By the way, the toner in the toner storage part may be aggregated during transportation to a user. When the toner is aggregated, the drive motor which agitates the toner is applied with an overload. Owing to the overload, an overcurrent may flow through the drive motor.

For example, an image forming apparatus may be configured to stop the drive motor in a case where a rotation of the drive motor is not detected within a predetermined time after a drive instruction signal is sent to the drive motor.

By the way, in the above described image forming apparatus, it takes time to determine that the drive motor and the rotational blade are not rotated. Then, there is s possibility that the overcurrent follows through the drive motor before the determination is made. Therefore, there is room for improvement in the processing for stopping the drive motor.

SUMMARY

In accordance with an aspect of the present disclosure, an image forming apparatus includes an image forming part, a toner storage part, a toner conveyance part, a drive motor and a control part. The image forming part forms an image on a sheet using a toner. The toner storage part stores the toner replenished to the image forming part. The toner conveyance part conveys the toner. The drive motor generates a drive force by which the toner conveyance part conveys the toner. The control part generates a control signal for controlling the drive motor, based on information showing a rotational speed of the drive motor. The control part executes a determination processing for determining whether a driving of the drive motor is stopped, based on the control signal.

The other features and advantages of the present disclosure will become more apparent from the following description. In the detailed description, reference is made to the accompanying drawings, and preferred embodiments of the present disclosure are shown by way of example in the accompanying drawings.

BRIEF DESCRIPTION OF THE DRAWINGS

FIG. 1 is a view showing a configuration of an image forming apparatus according to one embodiment of the present disclosure.

FIG. 2 is a block diagram showing the configuration of the image forming apparatus according to the embodiment of the present disclosure.

FIG. 3 is a view showing a structure which replenishes a toner, in the image forming apparatus according to the embodiment of the present disclosure.

FIG. 4 is a flowchart showing a determination processing executed at a time of replacing of a unit.

DETAILED DESCRIPTION

Hereinafter, with reference to the attached drawings, an embodiment in the present disclosure will be described. In the drawings, the same or corresponding portions are marked with the same reference numerals, and the description will not be repeated.

With reference to FIG. 1 and FIG. 2, a configuration and an operation of an image forming apparatus 100 in the present embodiment will be described. FIG. 1 is a view showing a configuration of the image forming apparatus 100, and FIG. 2 is a block diagram showing the configuration of the image forming apparatus 100.

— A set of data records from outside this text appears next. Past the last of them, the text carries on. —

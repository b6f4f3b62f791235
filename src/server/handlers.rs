use std::path::PathBuf;

use actix_web::http::StatusCode;
use actix_web::{HttpResponse, Responder, web};
use serde::{Deserialize, Serialize};

use crate::error::AppError;
use crate::graph::RelatedOptions;
use crate::jobs::StartStatus;
use crate::search::SearchOptions;
use crate::server::AppState;

/// Envelope of every API response.
#[derive(Debug, Serialize)]
pub struct ApiResponse<T: Serialize> {
    pub success: bool,
    #[serde(skip_serializing_if = "Option::is_none")]
    pub message: Option<String>,
    #[serde(skip_serializing_if = "Option::is_none")]
    pub data: Option<T>,
}

fn ok<T: Serialize>(data: T, message: Option<String>) -> HttpResponse {
    HttpResponse::Ok().json(ApiResponse {
        success: true,
        message,
        data: Some(data),
    })
}

fn failure(e: AppError) -> HttpResponse {
    let status = match &e {
        AppError::ProjectNotFound(_) => StatusCode::NOT_FOUND,
        AppError::AmbiguousProject(_) => StatusCode::BAD_REQUEST,
        AppError::IndexingDisabled(_) | AppError::RootMissing(_) => StatusCode::CONFLICT,
        _ => StatusCode::INTERNAL_SERVER_ERROR,
    };
    if status.is_server_error() {
        tracing::error!("request failed: {e}");
    }
    HttpResponse::build(status).json(ApiResponse::<()> {
        success: false,
        message: Some(e.to_string()),
        data: None,
    })
}

#[derive(Debug, Deserialize)]
pub struct SearchRequest {
    pub query: String,
    pub project: Option<String>,
    pub limit: Option<usize>,
    pub min_score: Option<f32>,
    pub max_tokens: Option<usize>,
}

impl SearchRequest {
    fn options(&self) -> SearchOptions {
        SearchOptions {
            limit: self.limit,
            min_score: self.min_score,
            max_tokens: self.max_tokens,
        }
    }
}

pub async fn search_knowledge(
    state: web::Data<AppState>,
    body: web::Json<SearchRequest>,
) -> impl Responder {
    match state
        .orchestrator
        .search_knowledge(&body.query, body.project.as_deref(), body.options())
        .await
    {
        Ok(response) => ok(response, None),
        Err(e) => failure(e),
    }
}

pub async fn search_code(
    state: web::Data<AppState>,
    body: web::Json<SearchRequest>,
) -> impl Responder {
    match state
        .orchestrator
        .search_code(&body.query, body.project.as_deref(), body.options())
        .await
    {
        Ok(response) => ok(response, None),
        Err(e) => failure(e),
    }
}

fn default_true() -> bool {
    true
}

fn default_depth() -> usize {
    1
}

#[derive(Debug, Deserialize)]
pub struct RelatedRequest {
    pub file: PathBuf,
    pub project: Option<String>,
    #[serde(default = "default_true")]
    pub include_imports: bool,
    #[serde(default = "default_true")]
    pub include_imported_by: bool,
    #[serde(default = "default_depth")]
    pub depth: usize,
}

pub async fn related(
    state: web::Data<AppState>,
    body: web::Json<RelatedRequest>,
) -> impl Responder {
    let orchestrator = &state.orchestrator;
    let project = match orchestrator.registry().resolve(body.project.as_deref()) {
        Ok(p) => p.name.clone(),
        Err(e) => return failure(e),
    };
    let options = RelatedOptions {
        include_imports: body.include_imports,
        include_imported_by: body.include_imported_by,
        depth: body.depth,
    };
    match orchestrator.find_related_files(&body.file, &project, options).await {
        Ok(files) => ok(files, None),
        Err(e) => failure(e),
    }
}

#[derive(Debug, Deserialize)]
pub struct IndexRequest {
    pub project: Option<String>,
    #[serde(default)]
    pub force: bool,
    #[serde(default)]
    pub clean: bool,
}

pub async fn start_indexing(
    state: web::Data<AppState>,
    body: web::Json<IndexRequest>,
) -> impl Responder {
    let orchestrator = &state.orchestrator;
    let project = match orchestrator.registry().resolve(body.project.as_deref()) {
        Ok(p) => p.name.clone(),
        Err(e) => return failure(e),
    };
    match orchestrator.run_indexing(&project, body.force, body.clean).await {
        Ok(outcome) => {
            let message = match outcome.status {
                StartStatus::Started => format!("indexing started for {project}"),
                StartStatus::AlreadyRunning => format!("indexing already running for {project}"),
            };
            ok(outcome, Some(message))
        }
        Err(e) => failure(e),
    }
}

pub async fn index_status(state: web::Data<AppState>, path: web::Path<String>) -> impl Responder {
    match state.orchestrator.index_status(&path).await {
        Ok(status) => ok(status, None),
        Err(e) => failure(e),
    }
}

#[cfg(test)]
mod tests {
    use super::*;
    use std::sync::Arc;

    use actix_web::{App, test};
    use serde_json::{Value, json};
    use tempfile::TempDir;

    use crate::config::AppConfig;
    use crate::embed::testing::hashing_cache;
    use crate::indexer::deletions::DeletedPathsFile;
    use crate::indexer::parser::TreeSitterContext;
    use crate::registry::ProjectRegistry;
    use crate::search::Orchestrator;

    fn state(dir: &TempDir) -> AppState {
        let config = AppConfig::default();
        let registry = ProjectRegistry::from_config(&config, dir.path());
        AppState {
            orchestrator: Arc::new(Orchestrator::new(
                config,
                registry,
                hashing_cache(),
                Arc::new(TreeSitterContext),
                Arc::new(DeletedPathsFile),
            )),
        }
    }

    #[actix_web::test]
    async fn unknown_project_is_a_404_envelope() {
        let dir = TempDir::new().unwrap();
        let app = test::init_service(
            App::new()
                .app_data(web::Data::new(state(&dir)))
                .route("/search/knowledge", web::post().to(search_knowledge))
                .route("/index/{project}", web::get().to(index_status)),
        )
        .await;

        let req = test::TestRequest::post()
            .uri("/search/knowledge")
            .set_json(json!({"query": "anything", "project": "nope"}))
            .to_request();
        let resp = test::call_service(&app, req).await;
        assert_eq!(resp.status(), StatusCode::NOT_FOUND);
        let body: Value = test::read_body_json(resp).await;
        assert_eq!(body["success"], false);
        assert!(body["message"].as_str().unwrap().contains("nope"));
        assert!(body.get("data").is_none());

        let req = test::TestRequest::get().uri("/index/nope").to_request();
        assert_eq!(test::call_service(&app, req).await.status(), StatusCode::NOT_FOUND);
    }

    #[actix_web::test]
    async fn index_then_search_through_the_api() {
        let dir = TempDir::new().unwrap();
        std::fs::write(
            dir.path().join("guide.md"),
            "Deployments roll out through the canary stage before production.",
        )
        .unwrap();
        let state = state(&dir);
        let orchestrator = Arc::clone(&state.orchestrator);
        let app = test::init_service(
            App::new()
                .app_data(web::Data::new(state))
                .route("/index", web::post().to(start_indexing))
                .route("/search/knowledge", web::post().to(search_knowledge)),
        )
        .await;

        let req = test::TestRequest::post()
            .uri("/index")
            .set_json(json!({}))
            .to_request();
        let body: Value = test::call_and_read_body_json(&app, req).await;
        assert_eq!(body["success"], true);
        assert_eq!(body["data"]["status"], "started");

        let project = orchestrator.registry().all()[0].name.clone();
        orchestrator.scheduler().wait(&project).await;

        let req = test::TestRequest::post()
            .uri("/search/knowledge")
            .set_json(json!({"query": "canary deployments", "max_tokens": 1000}))
            .to_request();
        let body: Value = test::call_and_read_body_json(&app, req).await;
        assert_eq!(body["success"], true);
        assert_eq!(body["data"]["mode"], "semantic");
        assert_eq!(body["data"]["hits"][0]["file"], "guide.md");
        assert_eq!(body["data"]["freshness"][0]["indexing_in_progress"], false);
    }
}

The image forming apparatus 100 is a copying machine or a multifunctional peripheral, for example. The image forming apparatus 100 shown in FIG. 1 includes an apparatus main body 1 which forms an image on a sheet S and fixes the image on the sheet S, an image reading part 2 and an operation panel 60.

The image reading part 2 is an image reading device (a scanning device), for example. The image reading part 2 is connected to the apparatus main body 1. The operation panel 60 includes a display part 61 and an operation reception part 62.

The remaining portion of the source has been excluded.